The film reveals her intimate love letters in Hebrew, which she kept secret for decades. The affair ended when Tamar joined the army. Darwish left Israel in the 1970s, moving to Beirut just before the outbreak of the civil war, where he connected with the PLO leadership and became speech writer and confidant to Yasir Arafat. He returned to Palestine in 1995 after years of exile and continued as the critical and powerful voice of the Palestinian people until his death in 2008. Write Down, I Am an Arab is a personal and social portrait of the poet and national myth, Mahmoud Darwish. Through his poetry, secret love letters, and exclusive archival materials, Mara'ana unearths the story behind the man who became the mouthpiece of the Palestinian people.

== Participants ==
- Mahmoud Darwish - Himself (archive footage)
- Makram Khoury - Narrator
- Shoshana Lapidot - Darwish's former Hebrew teacher
- Tamar Ben-Ami - the love interest of Darwish's youth
- Rana Kabbani - Darwish's first wife

== Reception ==
=== Israel ===
In her review of the film, feminist legal scholar Orit Kamir acknowledged the excitement with which many reviewers and audiences received the film, citing "the bewitching words of the Palestinian national poet Mahmoud Darwish, the voice of Makram Khoury and the beauty of Darwish's Jewish love, which the years have only enhanced." She notes, however, that the film has difficulty choosing between the nationalistic narrative of the activist poet, and the impossible love story between star-crossed lovers. According to Kamir, the film is saved, though, because it doesn't try to choose: It lays before us difficult truths, but doesn't interpret them for us – "All the rest – go learn for yourself. Do with it what you can. Maybe that is the best that the film could offer."

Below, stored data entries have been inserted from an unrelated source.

//! Shared handler state.

use std::sync::Arc;

use crate::config::SessionLimits;

use super::room::{RoomDirectory, RoomHandle};

/// State of the host application router
pub struct AppState {
    /// RoomDirectory（プロジェクト ID からルームとそのルーターへの解決）
    pub directory: Arc<RoomDirectory>,
}

/// State of one room's router
pub struct RoomContext {
    pub room: RoomHandle,
    pub limits: SessionLimits,
}
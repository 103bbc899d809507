//! Conversion logic between DTOs and domain entities.

use crate::domain::{
    ChatMessage, MessageId, MessageWithReads, ProjectId, ReadReceipt, RoomEvent, StoreError,
    Timestamp, UserId,
};
use crate::infrastructure::dto::{
    http::{HistoryEntryDto, ReadByDto},
    row::{MessageRow, ReadReceiptRow},
    websocket::{MessageDto, ServerFrame},
};

// ========================================
// Row → Domain Entity
// ========================================

fn corrupt(err: impl std::fmt::Display) -> StoreError {
    StoreError::Query(format!("corrupt row: {}", err))
}

impl TryFrom<MessageRow> for ChatMessage {
    type Error = StoreError;

    fn try_from(row: MessageRow) -> Result<Self, Self::Error> {
        Ok(Self {
            id: MessageId::new(row.id).map_err(corrupt)?,
            project_id: ProjectId::new(row.project_id).map_err(corrupt)?,
            user_id: UserId::new(row.user_id).map_err(corrupt)?,
            sender_name: row.sender_name,
            content: row.content,
            reply_to_id: row
                .reply_to_id
                .map(MessageId::new)
                .transpose()
                .map_err(corrupt)?,
            reply_to_content: row.reply_to_content,
            reply_to_sender: row.reply_to_sender,
            created_at: Timestamp::new(row.created_at),
        })
    }
}

impl TryFrom<ReadReceiptRow> for ReadReceipt {
    type Error = StoreError;

    fn try_from(row: ReadReceiptRow) -> Result<Self, Self::Error> {
        Ok(Self {
            message_id: MessageId::new(row.message_id).map_err(corrupt)?,
            user_id: UserId::new(row.user_id).map_err(corrupt)?,
            user_name: row.user_name,
            read_at: Timestamp::new(row.read_at),
        })
    }
}

// ========================================
// Domain Entity → DTO
// ========================================

impl From<ChatMessage> for MessageDto {
    fn from(model: ChatMessage) -> Self {
        Self {
            id: model.id,
            project_id: model.project_id,
            user_id: model.user_id,
            sender_name: model.sender_name,
            content: model.content,
            reply_to_id: model.reply_to_id,
            reply_to_content: model.reply_to_content,
            reply_to_sender: model.reply_to_sender,
            created_at: model.created_at.value(),
        }
    }
}

impl From<ReadReceipt> for ReadByDto {
    fn from(model: ReadReceipt) -> Self {
        Self {
            user_id: model.user_id,
            user_name: model.user_name,
            read_at: model.read_at.value(),
        }
    }
}

impl From<MessageWithReads> for HistoryEntryDto {
    fn from(model: MessageWithReads) -> Self {
        Self {
            message: model.message.into(),
            read_by: model.read_by.into_iter().map(ReadByDto::from).collect(),
        }
    }
}

impl From<RoomEvent> for ServerFrame {
    fn from(event: RoomEvent) -> Self {
        match event {
            RoomEvent::MessagePosted(message) => ServerFrame::Message {
                message: message.into(),
            },
            RoomEvent::MessageEdited {
                message_id,
                content,
            } => ServerFrame::MessageUpdated {
                message_id,
                content,
            },
            RoomEvent::Typing {
                user_id,
                sender_name,
                is_typing,
            } => ServerFrame::Typing {
                user_id,
                sender_name,
                is_typing,
            },
            RoomEvent::ReadReceiptsUpdated {
                message_ids,
                user_id,
                user_name,
                read_at,
            } => ServerFrame::ReadReceiptUpdate {
                message_ids,
                user_id,
                user_name,
                read_at: read_at.value(),
            },
        }
    }
}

Miron Rapaport, in his review, highlights the complexity of the story by describing the encounter between Darwish and a young kibbutznik from Yas'ur - the kibbutz founded on the ruins of Al-Birwa, the village of Darwish's birth. He tells the young man, "this is a happy and sad meeting; happy because we can be friends, and sad because you can go back there and I cannot." The film then cuts to a snippet of a poem in which Darwish says: "It is time for you to go / And die wherever you want / But not among us". This poem is one that even Jewish-Israeli friends of Darwish could not accept, and according to Rapaport, Mara'ana presents the friendliness and animosity side by side because Darwish is easy to like, but he had harsh things to say about the occupation of his homeland, and his charm, and the enchanting love story depicted in the film, should not overshadow what he stood for.

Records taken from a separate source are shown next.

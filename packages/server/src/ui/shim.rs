//! Routing shim in front of the host application.
//!
//! `/projects/{projectId}/chat[...]` requests are rewritten to room-relative
//! paths and handed to that project's room. Everything else reaches the
//! host router untouched.

use std::sync::Arc;

use axum::{
    extract::{Request, State},
    http::{HeaderMap, Method, StatusCode, Uri, header},
    middleware::Next,
    response::{IntoResponse, Response},
};
use tower::ServiceExt;

use crate::domain::ProjectId;

use super::state::AppState;

/// A request path that belongs to a project's chat room
#[derive(Debug, Clone, PartialEq, Eq)]
pub struct ChatRoute {
    pub project_id: ProjectId,
    /// Path understood by the room router
    pub room_path: String,
}

impl ChatRoute {
    fn is_websocket(&self) -> bool {
        self.room_path == "/websocket"
    }
}

/// Maps `/projects/{id}/chat`, `/projects/{id}/chat/messages` and
/// `/projects/{id}/chat/unread/{userId}` onto room paths.
pub fn resolve_chat_route(path: &str) -> Option<ChatRoute> {
    let rest = path.strip_prefix("/projects/")?;
    let segments: Vec<&str> = rest.trim_end_matches('/').split('/').collect();

    let room_path = match segments.as_slice() {
        [_, "chat"] => "/websocket".to_string(),
        [_, "chat", "messages"] => "/messages".to_string(),
        [_, "chat", "unread", user_id] if !user_id.is_empty() => format!("/unread/{}", user_id),
        _ => return None,
    };
    let project_id = segments[0].parse::<ProjectId>().ok()?;

    Some(ChatRoute {
        project_id,
        room_path,
    })
}

pub fn is_websocket_upgrade(headers: &HeaderMap) -> bool {
    headers
        .get(header::UPGRADE)
        .and_then(|value| value.to_str().ok())
        .is_some_and(|value| value.eq_ignore_ascii_case("websocket"))
}

fn rewrite_path(uri: &Uri, room_path: &str) -> Option<Uri> {
    let path_and_query = match uri.query() {
        Some(query) => format!("{}?{}", room_path, query),
        None => room_path.to_string(),
    };
    let mut parts = uri.clone().into_parts();
    parts.path_and_query = Some(path_and_query.parse().ok()?);
    Uri::from_parts(parts).ok()
}

/// Middleware that forwards chat requests to their room
pub async fn chat_shim(State(state): State<Arc<AppState>>, mut req: Request, next: Next) -> Response {
    if req.method() != Method::GET {
        return next.run(req).await;
    }
    let Some(route) = resolve_chat_route(req.uri().path()) else {
        return next.run(req).await;
    };
    if route.is_websocket() && !is_websocket_upgrade(req.headers()) {
        return next.run(req).await;
    }
    let Some(uri) = rewrite_path(req.uri(), &route.room_path) else {
        return next.run(req).await;
    };

    let router = match state.directory.router(&route.project_id).await {
        Ok(router) => router,
        Err(e) => {
            tracing::error!("Cannot open room {}: {}", route.project_id, e);
            return (StatusCode::SERVICE_UNAVAILABLE, "Chat room unavailable").into_response();
        }
    };

    tracing::debug!(
        "Forwarding {} to room {} as {}",
        req.uri().path(),
        route.project_id,
        route.room_path
    );
    *req.uri_mut() = uri;
    match router.oneshot(req).await {
        Ok(response) => response,
        Err(infallible) => match infallible {},
    }
}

In his Time Out review, Yuval Avivi focuses on the role of the director, Ibtisam Mara'ana, in creating the film. Mara'ana, who is married to a Jewish Israeli, said regarding the famous line demanding Jews leave his home, "I wouldn't want to live in a place with no Jews. You may be shits, but I wouldn't want to be without the human texture I grew up with." He describes her as damned either way - no matter how carefully she handles the incendiary figure in her film, she would be targeted in some quarters. In this case, says Avivi, she was not only attacked by the right wing for aggrandizing a political figure antithetical to their existence, in their view, but she was also sharply criticized on the left, for "sullying" an icon. He refers to a review in Haaretz, in which the reviewer accused Mara'ana of sensationalism, and said her focus on his love affairs with very young women was "vulgar".

=== International ===
In Point of View, Pat Mullen had nothing but praise for the film, saying that "Write offers an appropriately poetic portrait of this influential voice." Amal Eqeiq, in the Journal of Middle East Studies, says that the film presents Darwish in "a paradox of recognition and erasure", opining that the film's main subtexts are that the film is intended for an Israeli audience, and that it comes to show that audience that the Palestinian activist had "an Israeli story" too.